Every entry in the listing below has to be given again exactly.

---------- DATA IN THIS EXERCISE ----------

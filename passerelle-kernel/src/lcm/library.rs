//! Bibliothèque locale des modules installables
//!
//! Fichier JSON unique (`library.json`), lu et réécrit en entier. Jamais modifié
//! par l'état du device : seules l'ajout, la suppression par nom et l'install
//! (qui consomme l'entrée) y touchent.

use crate::error::GatewayError;
use serde::{Deserialize, Serialize};
use std::path::{Path, PathBuf};
use time::OffsetDateTime;
use tokio::sync::Mutex;
use tracing::{error, info, warn};
use uuid::Uuid;

#[derive(Debug, Clone, PartialEq, Serialize, Deserialize)]
#[serde(rename_all = "camelCase")]
pub struct LibraryEntry {
    pub url: String,
    pub name: String,
    #[serde(default)]
    pub description: String,
    #[serde(default)]
    pub vendor: String,
    #[serde(default)]
    pub version: String,
    /// UUIDv7 : ordonné dans le temps, unique pour ce processus
    #[serde(default)]
    pub uuid: String,
    #[serde(with = "time::serde::rfc3339", default = "OffsetDateTime::now_utc")]
    pub added_at: OffsetDateTime,
}

#[derive(Debug, Clone, Default, Deserialize)]
pub struct NewLibraryEntry {
    pub url: String,
    pub name: String,
    pub description: Option<String>,
    pub vendor: Option<String>,
    pub version: Option<String>,
}

pub struct LibraryStore {
    path: PathBuf,
    lock: Mutex<()>,
}

impl LibraryStore {
    pub fn new<P: Into<PathBuf>>(path: P) -> Self {
        Self { path: path.into(), lock: Mutex::new(()) }
    }

    pub fn path(&self) -> &Path {
        &self.path
    }

    pub async fn list(&self) -> Vec<LibraryEntry> {
        let _guard = self.lock.lock().await;
        self.load().await
    }

    pub async fn add(&self, new: NewLibraryEntry) -> LibraryEntry {
        let _guard = self.lock.lock().await;
        let entry = LibraryEntry {
            url: new.url.trim().to_string(),
            name: new.name.trim().to_string(),
            description: new.description.unwrap_or_default(),
            vendor: new.vendor.unwrap_or_default(),
            version: new.version.unwrap_or_default(),
            uuid: Uuid::now_v7().to_string(),
            added_at: OffsetDateTime::now_utc(),
        };

        let mut entries = self.load().await;
        entries.push(entry.clone());
        self.save(&entries).await;
        info!("added {} ({}) to library", entry.name, entry.url);
        entry
    }

    /// Retire toutes les entrées portant ce nom, renvoie le nombre retiré
    pub async fn remove(&self, name: &str) -> usize {
        let _guard = self.lock.lock().await;
        let mut entries = self.load().await;
        let before = entries.len();
        entries.retain(|e| e.name != name);
        let removed = before - entries.len();
        if removed > 0 {
            self.save(&entries).await;
            info!("removed {} from library", name);
        }
        removed
    }

    /// Fichier absent ou illisible → vide ; entrée mal formée → ignorée
    async fn load(&self) -> Vec<LibraryEntry> {
        let content = match tokio::fs::read_to_string(&self.path).await {
            Ok(c) => c,
            Err(e) if e.kind() == std::io::ErrorKind::NotFound => return Vec::new(),
            Err(e) => {
                warn!("failed to load {}, initializing empty: {}", self.path.display(), e);
                return Vec::new();
            }
        };
        let raw: Vec<serde_json::Value> = match serde_json::from_str::<Option<Vec<serde_json::Value>>>(&content) {
            Ok(values) => values.unwrap_or_default(),
            Err(e) => {
                warn!("failed to load {}, initializing empty: {}", self.path.display(), e);
                return Vec::new();
            }
        };
        raw.into_iter()
            .filter_map(|value| match serde_json::from_value::<LibraryEntry>(value) {
                Ok(entry) => Some(entry),
                Err(e) => {
                    warn!("skipping malformed library entry: {}", e);
                    None
                }
            })
            .collect()
    }

    async fn save(&self, entries: &[LibraryEntry]) {
        if let Err(e) = self.write(entries).await {
            error!("failed to save {}: {}", self.path.display(), e);
        }
    }

    async fn write(&self, entries: &[LibraryEntry]) -> Result<(), GatewayError> {
        if let Some(parent) = self.path.parent() {
            tokio::fs::create_dir_all(parent).await?;
        }
        tokio::fs::write(&self.path, serde_json::to_string_pretty(entries)?).await?;
        Ok(())
    }
}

----------

=== REPLY ===
filename passerelle-kernel/src/lcm/library.rs
//! Bibliothèque locale des modules installables
//!
//! Fichier JSON unique (`library.json`), lu et réécrit en entier. Jamais modifié
//! par l'état du device : seules l'ajout, la suppression par nom et l'install
//! (qui consomme l'entrée) y touchent.

use crate::error::GatewayError;
use serde::{Deserialize, Serialize};
use std::path::{Path, PathBuf};
use time::OffsetDateTime;
use tokio::sync::Mutex;
use tracing::{error, info, warn};
use uuid::Uuid;

#[derive(Debug, Clone, PartialEq, Serialize, Deserialize)]
#[serde(rename_all = "camelCase")]
pub struct LibraryEntry {
    pub url: String,
    pub name: String,
    #[serde(default)]
    pub description: String,
    #[serde(default)]
    pub vendor: String,
    #[serde(default)]
    pub version: String,
    /// UUIDv7 : ordonné dans le temps, unique pour ce processus
    #[serde(default)]
    pub uuid: String,
    #[serde(with = "time::serde::rfc3339", default = "OffsetDateTime::now_utc")]
    pub added_at: OffsetDateTime,
}

#[derive(Debug, Clone, Default, Deserialize)]
pub struct NewLibraryEntry {
    pub url: String,
    pub name: String,
    pub description: Option<String>,
    pub vendor: Option<String>,
    pub version: Option<String>,
}

pub struct LibraryStore {
    path: PathBuf,
    lock: Mutex<()>,
}

impl LibraryStore {
    pub fn new<P: Into<PathBuf>>(path: P) -> Self {
        Self { path: path.into(), lock: Mutex::new(()) }
    }

    pub fn path(&self) -> &Path {
        &self.path
    }

    pub async fn list(&self) -> Vec<LibraryEntry> {
        let _guard = self.lock.lock().await;
        self.load().await
    }

    pub async fn add(&self, new: NewLibraryEntry) -> LibraryEntry {
        let _guard = self.lock.lock().await;
        let entry = LibraryEntry {
            url: new.url.trim().to_string(),
            name: new.name.trim().to_string(),
            description: new.description.unwrap_or_default(),
            vendor: new.vendor.unwrap_or_default(),
            version: new.version.unwrap_or_default(),
            uuid: Uuid::now_v7().to_string(),
            added_at: OffsetDateTime::now_utc(),
        };

        let mut entries = self.load().await;
        entries.push(entry.clone());
        self.save(&entries).await;
        info!("added {} ({}) to library", entry.name, entry.url);
        entry
    }

    /// Retire toutes les entrées portant ce nom, renvoie le nombre retiré
    pub async fn remove(&self, name: &str) -> usize {
        let _guard = self.lock.lock().await;
        let mut entries = self.load().await;
        let before = entries.len();
        entries.retain(|e| e.name != name);
        let removed = before - entries.len();
        if removed > 0 {
            self.save(&entries).await;
            info!("removed {} from library", name);
        }
        removed
    }

    /// Fichier absent ou illisible → vide ; entrée mal formée → ignorée
    async fn load(&self) -> Vec<LibraryEntry> {
        let content = match tokio::fs::read_to_string(&self.path).await {
            Ok(c) => c,
            Err(e) if e.kind() == std::io::ErrorKind::NotFound => return Vec::new(),
            Err(e) => {
                warn!("failed to load {}, initializing empty: {}", self.path.display(), e);
                return Vec::new();
            }
        };
        let raw: Vec<serde_json::Value> = match serde_json::from_str::<Option<Vec<serde_json::Value>>>(&content) {
            Ok(values) => values.unwrap_or_default(),
            Err(e) => {
                warn!("failed to load {}, initializing empty: {}", self.path.display(), e);
                return Vec::new();
            }
        };
        raw.into_iter()
            .filter_map(|value| match serde_json::from_value::<LibraryEntry>(value) {
                Ok(entry) => Some(entry),
                Err(e) => {
                    warn!("skipping malformed library entry: {}", e);
                    None
                }
            })
            .collect()
    }

    async fn save(&self, entries: &[LibraryEntry]) {
        if let Err(e) = self.write(entries).await {
            error!("failed to save {}: {}", self.path.display(), e);
        }
    }

    async fn write(&self, entries: &[LibraryEntry]) -> Result<(), GatewayError> {
        if let Some(parent) = self.path.parent() {
            tokio::fs::create_dir_all(parent).await?;
        }
        tokio::fs::write(&self.path, serde_json::to_string_pretty(entries)?).await?;
        Ok(())
    }
}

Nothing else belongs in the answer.